Genetic Modification (GM) of Foods Has Advantages and Disadvantages
FOR IMMEDIATE RELEASE - January 10, 2013
Rogue Media

Proactive Health Alert:
Genetic Modification (GM) of Foods Has
Advantages and Disadvantages

A Service of Bio-Logic Aqua Research/Fresh Water and Dehydration/Nature's Tears® EyeMist® for dry dye

One of the most controversial issues facing consumers is the debate over genetic modification of foods (called GM, which stands for "genetically modified," or GMO). Bio-Logic Aqua Research founder Sharon Kleyne has researched both sides of this important issue. In keeping with the philosophy that proactive health education is essential for survival in our rapidly changing world, Sharon Kleyne and the Bio-Logic Aqua Research Center herewith presents an unbiased summary of the positives and negatives of the use of GM foods.

Genetic modification differs from cross-breeding or hybridization. Hybridization attempts to develop strains of plants or animals with desirable traits using the existing natural gene pool of that species and capitalizing on occasional natural mutation. Thus, if a tree proves naturally more disease resistant or faster growing than other trees, it can be cross-bred or cross-pollinated with other trees having these desirable traits to develop hybridized seeds for commercial use.

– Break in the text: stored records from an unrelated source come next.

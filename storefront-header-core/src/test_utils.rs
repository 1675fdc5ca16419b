//! Test helpers: Mock adapters and context builders

#![allow(clippy::unwrap_used, clippy::expect_used, clippy::panic)]

use std::collections::{HashMap, HashSet};
use std::future::Future;
use std::sync::atomic::{AtomicUsize, Ordering};
use std::sync::Arc;

use async_trait::async_trait;
use serde_json::Value;
use tokio::sync::{Notify, RwLock};

use crate::config::HeaderConfig;
use crate::error::{HeaderError, HeaderResult};
use crate::services::HeaderContext;
use crate::traits::{
    ComponentHandle, ComponentRenderer, FragmentLoader, InMemoryEventBus, InMemorySessionStore,
    Navigator, PanelLoader, PlaceholderSource, Placeholders, StaticMetadata,
};
use crate::types::{Fragment, FragmentNode};

// ===== Gate =====

/// Holds an async call open until released
#[derive(Default)]
pub struct Gate {
    started: Notify,
    open: Notify,
}

impl Gate {
    /// Wait until a call has reached the gate
    pub async fn wait_started(&self) {
        self.started.notified().await;
    }

    /// Let the (current or next) call through
    pub fn release(&self) {
        self.open.notify_one();
    }

    async fn pass(&self) {
        self.started.notify_one();
        self.open.notified().await;
    }
}

/// Let spawned tasks run until `done` holds
pub async fn wait_until<F, Fut>(mut done: F)
where
    F: FnMut() -> Fut,
    Fut: Future<Output = bool>,
{
    for _ in 0..100 {
        if done().await {
            return;
        }
        tokio::task::yield_now().await;
    }
    panic!("condition not reached");
}

// ===== GatedLoader =====

/// Panel loader that blocks until released
pub struct GatedLoader {
    gate: Gate,
    calls: AtomicUsize,
    failure: Option<String>,
}

impl GatedLoader {
    pub fn new() -> Self {
        Self {
            gate: Gate::default(),
            calls: AtomicUsize::new(0),
            failure: None,
        }
    }

    /// Loader that fails with `message` once released
    pub fn failing(message: &str) -> Self {
        Self {
            failure: Some(message.to_string()),
            ..Self::new()
        }
    }

    /// Wait until `load` has been entered
    pub async fn wait_started(&self) {
        self.gate.wait_started().await;
    }

    /// Let the (current or next) `load` call finish
    pub fn release(&self) {
        self.gate.release();
    }

    pub fn calls(&self) -> usize {
        self.calls.load(Ordering::SeqCst)
    }
}

#[async_trait]
impl PanelLoader for GatedLoader {
    async fn load(&self) -> HeaderResult<()> {
        self.calls.fetch_add(1, Ordering::SeqCst);
        self.gate.pass().await;
        match &self.failure {
            Some(message) => Err(HeaderError::FragmentLoad {
                path: "/mini-cart".to_string(),
                message: message.clone(),
            }),
            None => Ok(()),
        }
    }
}

// ===== MockFragmentLoader =====

#[derive(Default)]
pub struct MockFragmentLoader {
    fragments: RwLock<HashMap<String, Fragment>>,
    gates: RwLock<HashMap<String, Arc<Gate>>>,
    requested: RwLock<Vec<String>>,
}

impl MockFragmentLoader {
    pub async fn insert(&self, path: &str, fragment: Fragment) {
        self.fragments
            .write()
            .await
            .insert(path.to_string(), fragment);
    }

    /// Hold every load of `path` at the returned gate
    pub async fn gate(&self, path: &str) -> Arc<Gate> {
        let gate = Arc::new(Gate::default());
        self.gates
            .write()
            .await
            .insert(path.to_string(), Arc::clone(&gate));
        gate
    }

    /// Paths requested so far, in order
    pub async fn requested(&self) -> Vec<String> {
        self.requested.read().await.clone()
    }
}

#[async_trait]
impl FragmentLoader for MockFragmentLoader {
    async fn load(&self, path: &str) -> HeaderResult<Fragment> {
        self.requested.write().await.push(path.to_string());
        let gate = self.gates.read().await.get(path).cloned();
        if let Some(gate) = gate {
            gate.pass().await;
        }
        self.fragments
            .read()
            .await
            .get(path)
            .cloned()
            .ok_or_else(|| HeaderError::FragmentLoad {
                path: path.to_string(),
                message: "404 Not Found".to_string(),
            })
    }
}

// ===== MockComponentRenderer =====

#[derive(Debug, Clone)]
pub struct RenderRecord {
    pub target: String,
    pub component: String,
    pub props: Value,
}

#[derive(Default)]
pub struct MockComponentRenderer {
    renders: RwLock<Vec<RenderRecord>>,
    failing: RwLock<HashSet<String>>,
}

impl MockComponentRenderer {
    pub async fn renders(&self) -> Vec<RenderRecord> {
        self.renders.read().await.clone()
    }

    /// Make every render of `component` fail
    pub async fn fail_component(&self, component: &str) {
        self.failing.write().await.insert(component.to_string());
    }
}

#[async_trait]
impl ComponentRenderer for MockComponentRenderer {
    async fn render(
        &self,
        target: &str,
        component: &str,
        props: Value,
    ) -> HeaderResult<ComponentHandle> {
        if self.failing.read().await.contains(component) {
            return Err(HeaderError::ComponentRender {
                component: component.to_string(),
                message: "module failed to load".to_string(),
            });
        }
        let mut renders = self.renders.write().await;
        renders.push(RenderRecord {
            target: target.to_string(),
            component: component.to_string(),
            props,
        });
        Ok(ComponentHandle {
            id: format!("{component}-{}", renders.len()),
            component: component.to_string(),
        })
    }
}

// ===== MockNavigator =====

#[derive(Default)]
pub struct MockNavigator {
    navigations: RwLock<Vec<String>>,
    reloads: AtomicUsize,
}

impl MockNavigator {
    pub async fn navigations(&self) -> Vec<String> {
        self.navigations.read().await.clone()
    }

    pub fn reloads(&self) -> usize {
        self.reloads.load(Ordering::SeqCst)
    }
}

#[async_trait]
impl Navigator for MockNavigator {
    async fn navigate(&self, url: &str) -> HeaderResult<()> {
        self.navigations.write().await.push(url.to_string());
        Ok(())
    }

    async fn reload(&self) -> HeaderResult<()> {
        self.reloads.fetch_add(1, Ordering::SeqCst);
        Ok(())
    }
}

// ===== FailingPlaceholders =====

pub struct FailingPlaceholders;

#[async_trait]
impl PlaceholderSource for FailingPlaceholders {
    async fn fetch(&self) -> HeaderResult<Placeholders> {
        Err(HeaderError::Placeholder(
            "placeholders.json returned 500".to_string(),
        ))
    }
}

// ===== Context =====

/// Header context plus handles to its mocks
pub struct TestContext {
    pub ctx: Arc<HeaderContext>,
    pub fragments: Arc<MockFragmentLoader>,
    pub renderer: Arc<MockComponentRenderer>,
    pub navigator: Arc<MockNavigator>,
    pub session: InMemorySessionStore,
    pub bus: InMemoryEventBus,
}

pub fn test_context(metadata: StaticMetadata) -> TestContext {
    let placeholders = Arc::new(metadata.clone());
    build_context(HeaderConfig::default(), metadata, placeholders)
}

pub fn build_context(
    config: HeaderConfig,
    metadata: StaticMetadata,
    placeholders: Arc<dyn PlaceholderSource>,
) -> TestContext {
    let fragments = Arc::new(MockFragmentLoader::default());
    let renderer = Arc::new(MockComponentRenderer::default());
    let navigator = Arc::new(MockNavigator::default());
    let session = InMemorySessionStore::new();
    let bus = InMemoryEventBus::new();

    let ctx = Arc::new(HeaderContext::new(
        config,
        fragments.clone(),
        renderer.clone(),
        Arc::new(metadata),
        placeholders,
        Arc::new(bus.clone()),
        Arc::new(session.clone()),
        navigator.clone(),
    ));

    TestContext {
        ctx,
        fragments,
        renderer,
        navigator,
        session,
        bus,
    }
}

// ===== Fragments =====

fn link(label: &str, href: &str) -> FragmentNode {
    FragmentNode::element("li").with_child(
        FragmentNode::element("a")
            .with_text(label)
            .with_href(href),
    )
}

/// Nav fragment with brand, sections and tools blocks.
///
/// Sections: "Women" and "Men" with submenus, "Sale" without.
pub fn nav_fragment() -> Fragment {
    let brand = FragmentNode::element("div")
        .with_class("section")
        .with_child(FragmentNode::element("a").with_text("Shop").with_href("/"));

    let women = FragmentNode::element("li").with_text("Women").with_child(
        FragmentNode::element("ul")
            .with_child(link("Dresses", "/women/dresses"))
            .with_child(link("Shoes", "/women/shoes")),
    );
    let men = FragmentNode::element("li")
        .with_child(FragmentNode::element("p").with_text("Men"))
        .with_child(FragmentNode::element("ul").with_child(link("Shirts", "/men/shirts")));
    let sale = FragmentNode::element("li").with_text("Sale");

    let sections = FragmentNode::element("div").with_class("section").with_child(
        FragmentNode::element("div")
            .with_class("default-content-wrapper")
            .with_child(
                FragmentNode::element("ul")
                    .with_child(women)
                    .with_child(men)
                    .with_child(sale),
            ),
    );

    let tools = FragmentNode::element("div").with_class("section");

    Fragment::new(vec![brand, sections, tools])
}

/// Mini cart fragment with a single block
pub fn mini_cart_fragment() -> Fragment {
    Fragment::new(vec![
        FragmentNode::element("div").with_class("commerce-mini-cart"),
    ])
}
//! Flyout panel types

use std::fmt;

use serde::{Deserialize, Serialize};

/// Lazily initialized flyout panels
#[derive(Debug, Clone, Copy, PartialEq, Eq, Hash, Serialize, Deserialize)]
#[serde(rename_all = "lowercase")]
pub enum PanelId {
    /// Mini cart
    Cart,
    /// Search popover
    Search,
}

impl PanelId {
    /// All panels, in header order
    pub const ALL: [Self; 2] = [Self::Cart, Self::Search];

    #[must_use]
    pub fn as_str(self) -> &'static str {
        match self {
            Self::Cart => "cart",
            Self::Search => "search",
        }
    }
}

impl fmt::Display for PanelId {
    fn fmt(&self, f: &mut fmt::Formatter<'_>) -> fmt::Result {
        f.write_str(self.as_str())
    }
}

/// A requested visibility change.
///
/// `Toggle` is what an absent desired state means, so a queued toggle and a
/// queued hide stay distinguishable.
#[derive(Debug, Clone, Copy, PartialEq, Eq, Serialize, Deserialize)]
#[serde(rename_all = "lowercase")]
pub enum VisibilityRequest {
    Show,
    Hide,
    Toggle,
}

impl VisibilityRequest {
    /// Resolve the request against the current visibility
    #[must_use]
    pub fn resolve(self, currently_visible: bool) -> bool {
        match self {
            Self::Show => true,
            Self::Hide => false,
            Self::Toggle => !currently_visible,
        }
    }
}

impl From<Option<bool>> for VisibilityRequest {
    fn from(desired: Option<bool>) -> Self {
        match desired {
            Some(true) => Self::Show,
            Some(false) => Self::Hide,
            None => Self::Toggle,
        }
    }
}

/// Per-panel state.
///
/// Invariants: `loading` and `loaded` are never both true, and
/// `pending_intent` is only set while `loading`.
#[derive(Debug, Clone, Default, PartialEq, Eq, Serialize)]
#[serde(rename_all = "camelCase")]
pub struct PanelState {
    /// One-time initialization finished (successfully or not)
    pub loaded: bool,
    /// One-time initialization in flight
    pub loading: bool,
    /// Currently shown
    pub visible: bool,
    /// Latest request received while loading
    #[serde(skip_serializing_if = "Option::is_none")]
    pub pending_intent: Option<VisibilityRequest>,
    /// Error reported by the loader, if it failed
    #[serde(skip_serializing_if = "Option::is_none")]
    pub last_load_error: Option<String>,
    /// Outside clicks within the header leave the panel open
    pub suppress_auto_close: bool,
}

impl PanelState {
    /// Whether the trigger control shows a busy indicator
    #[must_use]
    pub fn is_busy(&self) -> bool {
        self.loading
    }
}

/// How a one-time loader finished.
///
/// Completion is unconditional: both variants leave the panel `loaded`.
#[derive(Debug, Clone, PartialEq, Eq, Serialize)]
#[serde(tag = "status", content = "error", rename_all = "lowercase")]
pub enum LoadOutcome {
    Loaded,
    Failed(String),
}

impl LoadOutcome {
    #[must_use]
    pub fn is_failed(&self) -> bool {
        matches!(self, Self::Failed(_))
    }
}

/// Result of a visibility request
#[derive(Debug, Clone, PartialEq, Eq, Serialize)]
#[serde(rename_all = "camelCase")]
pub struct VisibilityTransition {
    pub panel: PanelId,
    /// Visibility after the request was handled
    pub visible: bool,
    /// Request was queued behind an in-flight load
    pub deferred: bool,
    /// Outcome of the load this request started, if any
    #[serde(skip_serializing_if = "Option::is_none")]
    pub load: Option<LoadOutcome>,
}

With genetic modification, the actual genetic structure of the organism, be it yeast, corn, cotton, soybeans or sheep, is altered using artificial means.

With respect to foods, genetic engineering has been used to produce pigs that are better able to digest certain nutrients, thus cutting down on the expense of dietary supplements. GM has been used to make cow milk more similar to human milk and it has been used to make field crops such as corn faster growing, more disease, pest and pesticide resistant, and more nutritious.

Many health and environmental groups oppose the use of genetic engineering in foods and have been aggressively lobbying to either require labeling of GM foods or to keep them out of the marketplace entirely.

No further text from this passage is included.